Mas os princípios que levaram a expansão do nazismo e do fascismo continuam
válidos no dia de hoje.
·
IHU – Quando seremos capazes de virar a página do Mein
Kampf?
Eugênio
Bucci – O Mein
Kampf é um fenômeno intrigante, porque o Terceiro Reich foi
proclamado com a promessa de durar mil anos, como o fanatismo já durou cem
anos.
Eu
aproveito para retomar a ampliar uma parte de uma pergunta anterior. O fanatismo substitui a
política porque na modernidade a política da democracia é uma política do
diálogo, do argumento, do contra-argumento, da razão, do entendimento, mesmo
que na discordância, há a preservação de espaços para pontos de vista
distintos, que podem coexistir mesmo sendo diferentes.

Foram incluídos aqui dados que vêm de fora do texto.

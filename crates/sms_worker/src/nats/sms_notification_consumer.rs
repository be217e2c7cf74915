use crate::domain::SmsNotificationHandler;
use crate::nats::SmsNotificationService;
use common::nats::{
    ConsumerConfig, ConsumerState, ErrorReporter, JetStreamConsumer, LifecycleError,
    NatsConsumeLoggingLayer, NatsConsumeLoggingService, NatsConsumeTracingConfig,
    NatsConsumeTracingLayer, NatsConsumeTracingService, TowerConsumer,
};
use std::sync::Arc;
use tokio_util::sync::CancellationToken;
use tower::ServiceBuilder;
use tracing::debug;

/// Type alias for the layered SMS notification consumer service
type SmsNotificationLayeredService =
    NatsConsumeTracingService<NatsConsumeLoggingService<SmsNotificationService>>;

/// Subscription to SMS notification requests
pub struct SmsNotificationConsumer {
    consumer: TowerConsumer<SmsNotificationLayeredService>,
}

impl SmsNotificationConsumer {
    pub fn new(
        jetstream: Arc<dyn JetStreamConsumer>,
        config: ConsumerConfig,
        handler: Arc<dyn SmsNotificationHandler>,
    ) -> Self {
        debug!(
            stream = %config.stream_name,
            consumer = %config.consumer_name,
            filter = %config.filter_subject,
            "initializing SMS notification consumer with Tower middleware"
        );

        let inner_service = SmsNotificationService::new(handler);
        let layered_service = ServiceBuilder::new()
            .layer(NatsConsumeTracingLayer::new(NatsConsumeTracingConfig::new(
                "process_sms_notification",
            )))
            .layer(NatsConsumeLoggingLayer::new())
            .service(inner_service);

        Self {
            consumer: TowerConsumer::new(jetstream, config, layered_service),
        }
    }

    pub fn with_error_reporter(self, reporter: Arc<dyn ErrorReporter>) -> Self {
        Self {
            consumer: self.consumer.with_error_reporter(reporter),
        }
    }

    pub fn state(&self) -> ConsumerState {
        self.consumer.state()
    }

    pub async fn start(&self) -> Result<(), LifecycleError> {
        self.consumer.start().await
    }

    pub async fn stop(&self) {
        self.consumer.stop().await
    }

    pub async fn closed(&self) -> Result<(), LifecycleError> {
        self.consumer.closed().await
    }

    pub async fn dispose(self) {
        self.consumer.dispose().await
    }

    /// Run the consumer until cancelled or the subscription fails
    pub async fn run(self, ctx: CancellationToken) -> Result<(), LifecycleError> {
        debug!("starting SMS notification consumer");
        self.consumer.run(ctx).await
    }
}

E a lógica das
plataformas sociais e da autocracia é a eliminação dos pontos de vista
discordantes, a hipertrofia da obediência e da submissão, de tal maneira que a
política deixa de ser a política porque ela deixa de ser dialogada. E no lugar
da política que a modernidade nos legou, vai crescendo o fanatismo onde não tem
espaço para o diálogo, ele é fechado, compacto, unidirecional e disciplinado
como um pelotão militar. À medida que a política vai enfraquecendo e o fanatismo
se fortalecendo, deixamos de ter um mundo em que a política seja possível. É
nisso que Donald Trump está apostando e levando a melhor.
Quando
vamos virar a página é difícil de saber, mas a única esperança, o único veio
possível passa pelo exercício da política e o fortalecimento das
instituições democráticas. É por isso que hoje se deposita alguma confiança nas
instituições da democracia dos Estados Unidos para frear os arroubos
de Donald Trump, essas loucuras em escala que ele vem implementando. O
único caminho é a política democrática.
·
O senhor poderia nos contar do que trata a obra, Incerteza,
um ensaio (Grupo Autêntica, 2023), vencedora do Prêmio Jabuti
Acadêmico 2024?
Eugênio
Bucci – Como
pensamos a ideia que nos desorienta e orienta o mundo digital? Ou seja, a ideia
da incerteza é sempre assustadora para qualquer pessoa: ela não sabe o
resultado de um exame médico que acabou de fazer, ela não sabe se contará com o
amor da pessoa que prefere e por quanto tempo, ela não sabe se o emprego que
ela tem será extinto pelas transformações etc. Nós não sabemos quando e como
vamos morrer. Vivemos, portanto, cercado de incertezas e a incerteza nos
aflige. Mas a ironia é que o desenvolvimento da cibernética aprendeu
a lidar com a incerteza e, mais ainda, a calcular as incertezas e
depois passou a dizer que são calculados os riscos. Mesmo assim, hoje, o ser
humano tem muito mais incertezas sobre a técnica que o domina por meio das Big
Techs, do que as Big Techs têm certezas sobre os seres humanos que ela
subjugou. O livro procurar refletir a partir desse ponto.